** Opening DATASET EXTRACT block **
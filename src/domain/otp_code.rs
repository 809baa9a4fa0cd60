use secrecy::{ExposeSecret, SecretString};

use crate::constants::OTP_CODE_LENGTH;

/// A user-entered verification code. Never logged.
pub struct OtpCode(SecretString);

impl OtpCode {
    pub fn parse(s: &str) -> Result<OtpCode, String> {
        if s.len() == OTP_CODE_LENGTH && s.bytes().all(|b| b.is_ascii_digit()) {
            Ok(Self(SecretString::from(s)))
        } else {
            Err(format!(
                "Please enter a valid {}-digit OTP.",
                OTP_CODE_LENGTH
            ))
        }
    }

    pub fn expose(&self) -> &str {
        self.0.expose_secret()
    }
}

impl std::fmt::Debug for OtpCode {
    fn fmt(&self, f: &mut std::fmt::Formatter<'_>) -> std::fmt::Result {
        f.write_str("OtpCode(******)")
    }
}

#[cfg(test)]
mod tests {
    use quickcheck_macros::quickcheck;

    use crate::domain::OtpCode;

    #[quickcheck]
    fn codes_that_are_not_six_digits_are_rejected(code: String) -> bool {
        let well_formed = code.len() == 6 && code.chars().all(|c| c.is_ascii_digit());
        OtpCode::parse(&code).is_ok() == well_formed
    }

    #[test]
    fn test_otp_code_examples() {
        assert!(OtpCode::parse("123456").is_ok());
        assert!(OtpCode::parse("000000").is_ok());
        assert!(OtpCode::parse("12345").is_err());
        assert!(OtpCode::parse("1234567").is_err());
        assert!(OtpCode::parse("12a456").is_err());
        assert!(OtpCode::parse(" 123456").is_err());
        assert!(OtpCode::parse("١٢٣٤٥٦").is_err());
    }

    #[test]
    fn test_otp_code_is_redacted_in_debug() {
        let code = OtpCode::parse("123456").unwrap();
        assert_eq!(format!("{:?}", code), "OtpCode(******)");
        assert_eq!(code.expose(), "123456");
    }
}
** Closing DATASET EXTRACT block **
** Opening DATASET EXTRACT block **
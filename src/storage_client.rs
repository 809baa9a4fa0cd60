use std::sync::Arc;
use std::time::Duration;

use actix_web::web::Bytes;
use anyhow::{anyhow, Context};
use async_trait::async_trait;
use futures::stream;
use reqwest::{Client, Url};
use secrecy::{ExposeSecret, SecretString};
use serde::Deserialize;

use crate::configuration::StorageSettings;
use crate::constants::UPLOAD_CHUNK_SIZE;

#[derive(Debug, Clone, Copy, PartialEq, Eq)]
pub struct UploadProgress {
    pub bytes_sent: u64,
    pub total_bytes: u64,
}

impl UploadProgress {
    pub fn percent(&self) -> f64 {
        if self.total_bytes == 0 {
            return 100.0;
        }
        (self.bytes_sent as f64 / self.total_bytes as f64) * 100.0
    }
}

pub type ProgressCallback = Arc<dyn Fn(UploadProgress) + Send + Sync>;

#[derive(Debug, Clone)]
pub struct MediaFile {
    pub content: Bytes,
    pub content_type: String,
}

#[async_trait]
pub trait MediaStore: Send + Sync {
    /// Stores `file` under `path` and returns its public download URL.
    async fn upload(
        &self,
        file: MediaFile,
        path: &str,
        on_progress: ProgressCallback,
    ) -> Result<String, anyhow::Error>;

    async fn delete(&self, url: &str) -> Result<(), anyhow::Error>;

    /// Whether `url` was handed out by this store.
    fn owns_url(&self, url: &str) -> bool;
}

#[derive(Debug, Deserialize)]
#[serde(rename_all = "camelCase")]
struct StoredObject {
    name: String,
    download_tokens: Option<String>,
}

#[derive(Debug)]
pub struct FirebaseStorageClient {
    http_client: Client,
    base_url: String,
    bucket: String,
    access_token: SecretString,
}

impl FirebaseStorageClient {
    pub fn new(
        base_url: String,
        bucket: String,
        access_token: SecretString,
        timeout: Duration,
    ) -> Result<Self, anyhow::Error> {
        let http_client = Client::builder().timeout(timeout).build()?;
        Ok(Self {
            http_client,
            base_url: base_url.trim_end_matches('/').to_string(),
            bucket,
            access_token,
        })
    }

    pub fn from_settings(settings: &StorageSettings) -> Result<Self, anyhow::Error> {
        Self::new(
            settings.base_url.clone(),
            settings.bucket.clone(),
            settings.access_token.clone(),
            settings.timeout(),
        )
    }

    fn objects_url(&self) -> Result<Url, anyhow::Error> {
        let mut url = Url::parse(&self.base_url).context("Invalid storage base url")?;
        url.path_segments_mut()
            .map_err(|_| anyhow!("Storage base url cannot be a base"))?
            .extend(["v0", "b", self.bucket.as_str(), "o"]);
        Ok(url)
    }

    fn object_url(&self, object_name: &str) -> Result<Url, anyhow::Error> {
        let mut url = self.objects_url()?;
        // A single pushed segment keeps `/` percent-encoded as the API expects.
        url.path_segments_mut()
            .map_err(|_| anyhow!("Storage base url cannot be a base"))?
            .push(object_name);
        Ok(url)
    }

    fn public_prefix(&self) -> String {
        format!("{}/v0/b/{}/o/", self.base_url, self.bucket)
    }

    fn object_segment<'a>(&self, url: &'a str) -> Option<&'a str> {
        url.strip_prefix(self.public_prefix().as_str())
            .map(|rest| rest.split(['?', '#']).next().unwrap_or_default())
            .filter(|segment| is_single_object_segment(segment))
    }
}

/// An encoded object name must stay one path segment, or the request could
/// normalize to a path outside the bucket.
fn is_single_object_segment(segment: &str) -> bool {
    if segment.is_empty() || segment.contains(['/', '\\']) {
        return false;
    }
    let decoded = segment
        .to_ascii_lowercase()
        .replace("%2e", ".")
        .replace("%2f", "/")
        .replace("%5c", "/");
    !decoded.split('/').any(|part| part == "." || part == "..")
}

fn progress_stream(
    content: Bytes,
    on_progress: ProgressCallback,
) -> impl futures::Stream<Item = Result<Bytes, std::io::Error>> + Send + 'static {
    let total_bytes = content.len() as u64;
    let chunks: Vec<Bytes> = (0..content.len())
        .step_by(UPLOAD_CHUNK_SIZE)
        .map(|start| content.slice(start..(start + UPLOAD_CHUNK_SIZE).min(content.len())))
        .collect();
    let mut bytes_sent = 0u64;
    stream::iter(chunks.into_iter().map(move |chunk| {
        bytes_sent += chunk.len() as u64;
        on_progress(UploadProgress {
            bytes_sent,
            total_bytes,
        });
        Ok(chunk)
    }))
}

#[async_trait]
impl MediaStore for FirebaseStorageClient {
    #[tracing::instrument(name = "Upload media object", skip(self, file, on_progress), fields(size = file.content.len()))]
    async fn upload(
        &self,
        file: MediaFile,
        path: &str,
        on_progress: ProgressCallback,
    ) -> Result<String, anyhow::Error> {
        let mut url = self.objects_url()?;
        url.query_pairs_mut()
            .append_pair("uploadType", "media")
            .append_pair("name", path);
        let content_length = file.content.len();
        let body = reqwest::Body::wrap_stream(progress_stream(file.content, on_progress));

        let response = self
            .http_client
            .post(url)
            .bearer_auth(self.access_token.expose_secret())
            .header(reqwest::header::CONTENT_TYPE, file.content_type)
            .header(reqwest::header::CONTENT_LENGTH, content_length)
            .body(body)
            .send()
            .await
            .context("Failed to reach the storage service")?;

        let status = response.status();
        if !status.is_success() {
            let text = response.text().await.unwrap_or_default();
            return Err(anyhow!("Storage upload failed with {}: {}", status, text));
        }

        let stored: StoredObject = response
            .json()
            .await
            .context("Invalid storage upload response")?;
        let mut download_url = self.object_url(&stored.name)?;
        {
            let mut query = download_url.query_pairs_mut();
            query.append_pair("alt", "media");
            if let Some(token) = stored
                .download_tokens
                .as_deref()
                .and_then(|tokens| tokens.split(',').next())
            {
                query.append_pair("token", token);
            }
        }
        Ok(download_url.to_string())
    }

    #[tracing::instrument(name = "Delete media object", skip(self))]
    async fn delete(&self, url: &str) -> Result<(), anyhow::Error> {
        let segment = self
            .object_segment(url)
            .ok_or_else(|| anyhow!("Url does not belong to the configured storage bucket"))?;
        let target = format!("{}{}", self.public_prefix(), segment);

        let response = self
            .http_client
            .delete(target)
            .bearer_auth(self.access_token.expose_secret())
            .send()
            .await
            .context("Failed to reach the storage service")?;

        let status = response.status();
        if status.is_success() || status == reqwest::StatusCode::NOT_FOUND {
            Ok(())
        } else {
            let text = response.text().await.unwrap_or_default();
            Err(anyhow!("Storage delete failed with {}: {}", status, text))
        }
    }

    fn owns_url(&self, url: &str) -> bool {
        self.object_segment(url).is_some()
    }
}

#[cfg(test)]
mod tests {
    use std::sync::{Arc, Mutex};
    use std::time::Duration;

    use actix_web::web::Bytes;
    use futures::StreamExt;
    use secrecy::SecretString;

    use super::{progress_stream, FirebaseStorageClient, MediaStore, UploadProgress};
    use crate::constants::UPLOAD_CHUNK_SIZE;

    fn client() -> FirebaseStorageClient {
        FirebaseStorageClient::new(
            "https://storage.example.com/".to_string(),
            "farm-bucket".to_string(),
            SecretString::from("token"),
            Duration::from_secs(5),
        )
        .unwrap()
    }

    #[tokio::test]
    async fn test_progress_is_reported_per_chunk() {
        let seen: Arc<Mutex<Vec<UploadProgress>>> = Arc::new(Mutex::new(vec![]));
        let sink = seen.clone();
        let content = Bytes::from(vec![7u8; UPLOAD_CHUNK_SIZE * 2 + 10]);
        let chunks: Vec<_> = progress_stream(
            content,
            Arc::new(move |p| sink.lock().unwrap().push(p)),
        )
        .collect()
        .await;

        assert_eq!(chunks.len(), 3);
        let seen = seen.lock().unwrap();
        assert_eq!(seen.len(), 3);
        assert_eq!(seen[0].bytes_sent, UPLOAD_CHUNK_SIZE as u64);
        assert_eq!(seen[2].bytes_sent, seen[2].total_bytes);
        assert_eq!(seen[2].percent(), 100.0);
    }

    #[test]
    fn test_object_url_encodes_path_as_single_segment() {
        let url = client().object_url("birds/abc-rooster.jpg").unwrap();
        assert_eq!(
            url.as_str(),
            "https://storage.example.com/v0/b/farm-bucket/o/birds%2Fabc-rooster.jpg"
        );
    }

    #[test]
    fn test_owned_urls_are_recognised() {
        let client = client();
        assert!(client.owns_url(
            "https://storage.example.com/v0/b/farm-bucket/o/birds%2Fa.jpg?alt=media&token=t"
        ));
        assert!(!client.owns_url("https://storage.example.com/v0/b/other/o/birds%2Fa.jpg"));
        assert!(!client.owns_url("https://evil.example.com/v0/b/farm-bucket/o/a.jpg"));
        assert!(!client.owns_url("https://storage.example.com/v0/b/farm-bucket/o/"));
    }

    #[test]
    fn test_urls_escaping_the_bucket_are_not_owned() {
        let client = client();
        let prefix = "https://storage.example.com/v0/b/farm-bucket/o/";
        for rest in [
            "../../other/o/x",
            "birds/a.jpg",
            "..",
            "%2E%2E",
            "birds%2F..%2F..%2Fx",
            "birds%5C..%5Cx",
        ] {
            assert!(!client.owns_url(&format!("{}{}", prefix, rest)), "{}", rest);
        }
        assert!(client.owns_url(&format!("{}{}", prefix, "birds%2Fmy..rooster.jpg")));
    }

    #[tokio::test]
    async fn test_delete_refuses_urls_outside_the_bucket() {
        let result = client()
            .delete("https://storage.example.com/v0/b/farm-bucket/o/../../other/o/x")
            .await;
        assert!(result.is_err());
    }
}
** Closing DATASET EXTRACT block **
WHAT THE TASK REQUIRES: Could you set down, word for word, only the lines above from the line with "filename src/domain/otp_code.rs" to the line with "if s.len() == OTP_CODE_LENGTH", including both?

YOUR SOLUTION:
filename src/domain/otp_code.rs
repository 809baa9a4fa0cd60
use secrecy::{ExposeSecret, SecretString};

use crate::constants::OTP_CODE_LENGTH;

/// A user-entered verification code. Never logged.
pub struct OtpCode(SecretString);

impl OtpCode {
    pub fn parse(s: &str) -> Result<OtpCode, String> {
        if s.len() == OTP_CODE_LENGTH && s.bytes().all(|b| b.is_ascii_digit()) {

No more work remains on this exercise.